Operation Iron Lantern — Mission Log, Stop 7
Sometimes the mission doesn’t go dark — it just goes sideways.
The plan was simple: infiltrate the National Capital Trolley Museum for reconnaissance on vintage D.C. transport systems, then swing by the Giant Globe in Silver Spring for a quick geospatial morale boost before sundown.
Murph, of course, had other plans.

🚊 National Capital Trolley Museum
The coordinates were correct. The timing? Not so much.
By the time I arrived, the gates were closed, the parking lot was empty, and the only thing moving were the shadows of old streetcars behind the trees.
I took a few photos through the fence, trying not to laugh at the irony.

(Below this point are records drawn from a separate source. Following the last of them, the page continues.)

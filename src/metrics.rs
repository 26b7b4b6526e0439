//! Metrics collection and export for resource pools

use std::collections::HashMap;
use std::sync::atomic::{AtomicUsize, Ordering};

#[cfg(feature = "metrics")]
use serde::Serialize;

/// Metrics snapshot for a pool
///
/// # Examples
///
/// ```
/// use resource_pool::{Pool, PoolConfiguration, ResourceFactory};
/// use std::convert::Infallible;
/// use std::time::Duration;
///
/// struct Counter;
///
/// impl ResourceFactory for Counter {
///     type Resource = u32;
///     type Error = Infallible;
///     fn create(&self) -> Result<u32, Infallible> { Ok(0) }
///     fn is_healthy(&self, _: &mut u32, _: Duration) -> bool { true }
/// }
///
/// let pool = Pool::new(Counter, PoolConfiguration::new().with_max_pool_size(2)).unwrap();
/// {
///     let _handle = pool.acquire().unwrap();
///     let metrics = pool.get_metrics();
///     assert_eq!(metrics.total_created, 1);
///     assert_eq!(metrics.in_use, 1);
/// }
/// assert_eq!(pool.get_metrics().total_released, 1);
/// ```
#[derive(Debug, Clone)]
#[cfg_attr(feature = "metrics", derive(Serialize))]
pub struct PoolMetrics {
    /// Raw resources opened by the factory
    pub total_created: usize,

    /// Raw resources closed, for any reason
    pub total_closed: usize,

    /// Successful acquisitions
    pub total_acquired: usize,

    /// Handles returned to the pool
    pub total_released: usize,

    /// Resources dropped because a health check or reset failed
    pub validation_failures: usize,

    /// Acquisitions that gave up at the deadline
    pub acquire_timeouts: usize,

    /// Factory `create` calls that failed
    pub factory_failures: usize,

    /// Leak warnings emitted by the leak monitor
    pub leak_warnings: usize,

    /// Live resources, free and in use
    pub size: usize,

    /// Idle resources waiting in the free set
    pub free: usize,

    /// Resources currently checked out
    pub in_use: usize,

    /// Maximum pool capacity
    pub max_capacity: usize,

    /// Pool utilization ratio (0.0 to 1.0)
    pub utilization: f64,
}

impl PoolMetrics {
    /// Export metrics as a HashMap
    pub fn export(&self) -> HashMap<String, String> {
        let mut metrics = HashMap::new();
        metrics.insert("total_created".to_string(), self.total_created.to_string());
        metrics.insert("total_closed".to_string(), self.total_closed.to_string());
        metrics.insert("total_acquired".to_string(), self.total_acquired.to_string());
        metrics.insert("total_released".to_string(), self.total_released.to_string());
        metrics.insert("validation_failures".to_string(), self.validation_failures.to_string());
        metrics.insert("acquire_timeouts".to_string(), self.acquire_timeouts.to_string());
        metrics.insert("factory_failures".to_string(), self.factory_failures.to_string());
        metrics.insert("leak_warnings".to_string(), self.leak_warnings.to_string());
        metrics.insert("size".to_string(), self.size.to_string());
        metrics.insert("free".to_string(), self.free.to_string());
        metrics.insert("in_use".to_string(), self.in_use.to_string());
        metrics.insert("max_capacity".to_string(), self.max_capacity.to_string());
        metrics.insert("utilization".to_string(), format!("{:.2}", self.utilization));
        metrics
    }
}

/// Metrics exporter for Prometheus format
pub struct MetricsExporter;

impl MetricsExporter {
    /// Export metrics in Prometheus exposition format
    pub fn export_prometheus(
        metrics: &PoolMetrics,
        pool_name: &str,
        tags: Option<&HashMap<String, String>>,
    ) -> String {
        let labels = Self::format_labels(pool_name, tags);
        let mut output = String::new();

        let gauges = [
            ("resourcepool_size", "Live resources, free and in use", metrics.size as f64),
            ("resourcepool_free", "Idle resources in the free set", metrics.free as f64),
            ("resourcepool_in_use", "Resources currently checked out", metrics.in_use as f64),
            ("resourcepool_utilization", "Pool utilization ratio", metrics.utilization),
        ];
        for (name, help, value) in gauges {
            output.push_str(&format!("# HELP {name} {help}\n"));
            output.push_str(&format!("# TYPE {name} gauge\n"));
            output.push_str(&format!("{name}{{{labels}}} {value}\n"));
        }

        let counters = [
            ("resourcepool_created_total", "Resources opened", metrics.total_created),
            ("resourcepool_closed_total", "Resources closed", metrics.total_closed),
            ("resourcepool_acquired_total", "Successful acquisitions", metrics.total_acquired),
            ("resourcepool_released_total", "Handles released", metrics.total_released),
            (
                "resourcepool_validation_failures_total",
                "Resources dropped after failed validation",
                metrics.validation_failures,
            ),
            (
                "resourcepool_acquire_timeouts_total",
                "Acquisitions that timed out",
                metrics.acquire_timeouts,
            ),
            (
                "resourcepool_factory_failures_total",
                "Failed resource creations",
                metrics.factory_failures,
            ),
            ("resourcepool_leak_warnings_total", "Possible leaks reported", metrics.leak_warnings),
        ];
        for (name, help, value) in counters {
            output.push_str(&format!("# HELP {name} {help}\n"));
            output.push_str(&format!("# TYPE {name} counter\n"));
            output.push_str(&format!("{name}{{{labels}}} {value}\n"));
        }

        output
    }

    fn format_labels(pool_name: &str, tags: Option<&HashMap<String, String>>) -> String {
        let mut labels = vec![format!("pool=\"{}\"", pool_name)];

        if let Some(tags) = tags {
            let mut sorted: Vec<_> = tags.iter().collect();
            sorted.sort();
            for (key, value) in sorted {
                labels.push(format!("{}=\"{}\"", key, value));
            }
        }

        labels.join(",")
    }
}

/// Internal metrics tracker
#[derive(Default)]
pub(crate) struct MetricsTracker {
    pub created: AtomicUsize,
    pub closed: AtomicUsize,
    pub acquired: AtomicUsize,
    pub released: AtomicUsize,
    pub validation_failures: AtomicUsize,
    pub acquire_timeouts: AtomicUsize,
    pub factory_failures: AtomicUsize,
    pub leak_warnings: AtomicUsize,
}

impl MetricsTracker {
    pub fn new() -> Self {
        Self::default()
    }

    pub fn incr(counter: &AtomicUsize) {
        counter.fetch_add(1, Ordering::Relaxed);
    }

    pub fn get_metrics(&self, free: usize, in_use: usize, size: usize, capacity: usize) -> PoolMetrics {
        let utilization = if capacity > 0 {
            in_use as f64 / capacity as f64
        } else {
            0.0
        };

        PoolMetrics {
            total_created: self.created.load(Ordering::Relaxed),
            total_closed: self.closed.load(Ordering::Relaxed),
            total_acquired: self.acquired.load(Ordering::Relaxed),
            total_released: self.released.load(Ordering::Relaxed),
            validation_failures: self.validation_failures.load(Ordering::Relaxed),
            acquire_timeouts: self.acquire_timeouts.load(Ordering::Relaxed),
            factory_failures: self.factory_failures.load(Ordering::Relaxed),
            leak_warnings: self.leak_warnings.load(Ordering::Relaxed),
            size,
            free,
            in_use,
            max_capacity: capacity,
            utilization,
        }
    }
}
#[test]
fn handle_forwards_and_introspects() {
    let pool = pool_with(1, Duration::from_millis(100));
    let mut conn = pool.acquire().unwrap();

    conn.in_transaction = true;
    assert!(conn.is_wrapper_for::<Conn>());
    assert!(!conn.is_wrapper_for::<String>());
    assert_eq!(conn.unwrap_as::<Conn>().map(|c| c.serial), Some(0));
    assert!(conn.unwrap_as_mut::<Conn>().is_some());
    assert!(conn.unwrap_as::<u32>().is_none());
    assert_eq!(conn.to_string(), format!("PooledHandle#{}", conn.id()));
    assert!(pool.unwrap_as::<Backend>().is_some());
}

#[test]
fn shared_pool_across_threads_via_arc() {
    let pool = Arc::new(pool_with(2, Duration::from_secs(1)));
    let workers: Vec<_> = (0..4)
        .map(|_| {
            let pool = Arc::clone(&pool);
            thread::spawn(move || pool.acquire().map(|conn| conn.serial))
        })
        .collect();
    for worker in workers {
        assert!(worker.join().unwrap().unwrap() < 2);
    }
    assert_eq!(pool.free_count(), 2);
}

/// Factory whose `create` and `reset` can be held open until the test lets them finish
struct Gated {
    next: AtomicUsize,
    hold_create: AtomicBool,
    hold_reset: AtomicBool,
    entered: Sender<()>,
    proceed: Receiver<()>,
    closed: Arc<Mutex<Vec<usize>>>,
}

impl Gated {
    fn new() -> (Self, Receiver<()>, Sender<()>) {
        let (entered_tx, entered_rx) = channel::unbounded();
        let (proceed_tx, proceed_rx) = channel::unbounded();
        let factory = Gated {
            next: AtomicUsize::new(0),
            hold_create: AtomicBool::new(false),
            hold_reset: AtomicBool::new(false),
            entered: entered_tx,
            proceed: proceed_rx,
            closed: Arc::default(),
        };
        (factory, entered_rx, proceed_tx)
    }

    fn gate(&self, hold: &AtomicBool) {
        if hold.load(Ordering::SeqCst) {
            self.entered.send(()).unwrap();
            self.proceed.recv().unwrap();
        }
    }
}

After all, the Trolley Museum exists to preserve a lost network of electric lines that once stitched D.C. and its suburbs together — a network that eventually collapsed under its own modernity.
Maybe it’s poetic justice that I couldn’t get inside. The ghosts of those rails were already whispering through the quiet.
Murph Rating: 10/10 — “Closed for classified reasons.”
🎙️ Mission Debrief
Not every operation goes to plan, and that’s kind of the point. Travel — covert or otherwise — is about the detours, the delays, the locked doors, and the laughter that follows.
Sometimes you don’t find the story you went looking for.
Sometimes the story finds you — stalled in traffic, watching the globe glow in the distance.
🔍 Echo’s Corner
Did You Know?
The National Capital Trolley Museum preserves several original streetcars that once ran through D.C. between 1890 and 1962 — including one that survived a lightning strike! The museum’s collection includes the Johnstown 352, a 1926 car that ran its final route before the city’s streetcar system was dismantled.
Even closed, the place hums with the static of history.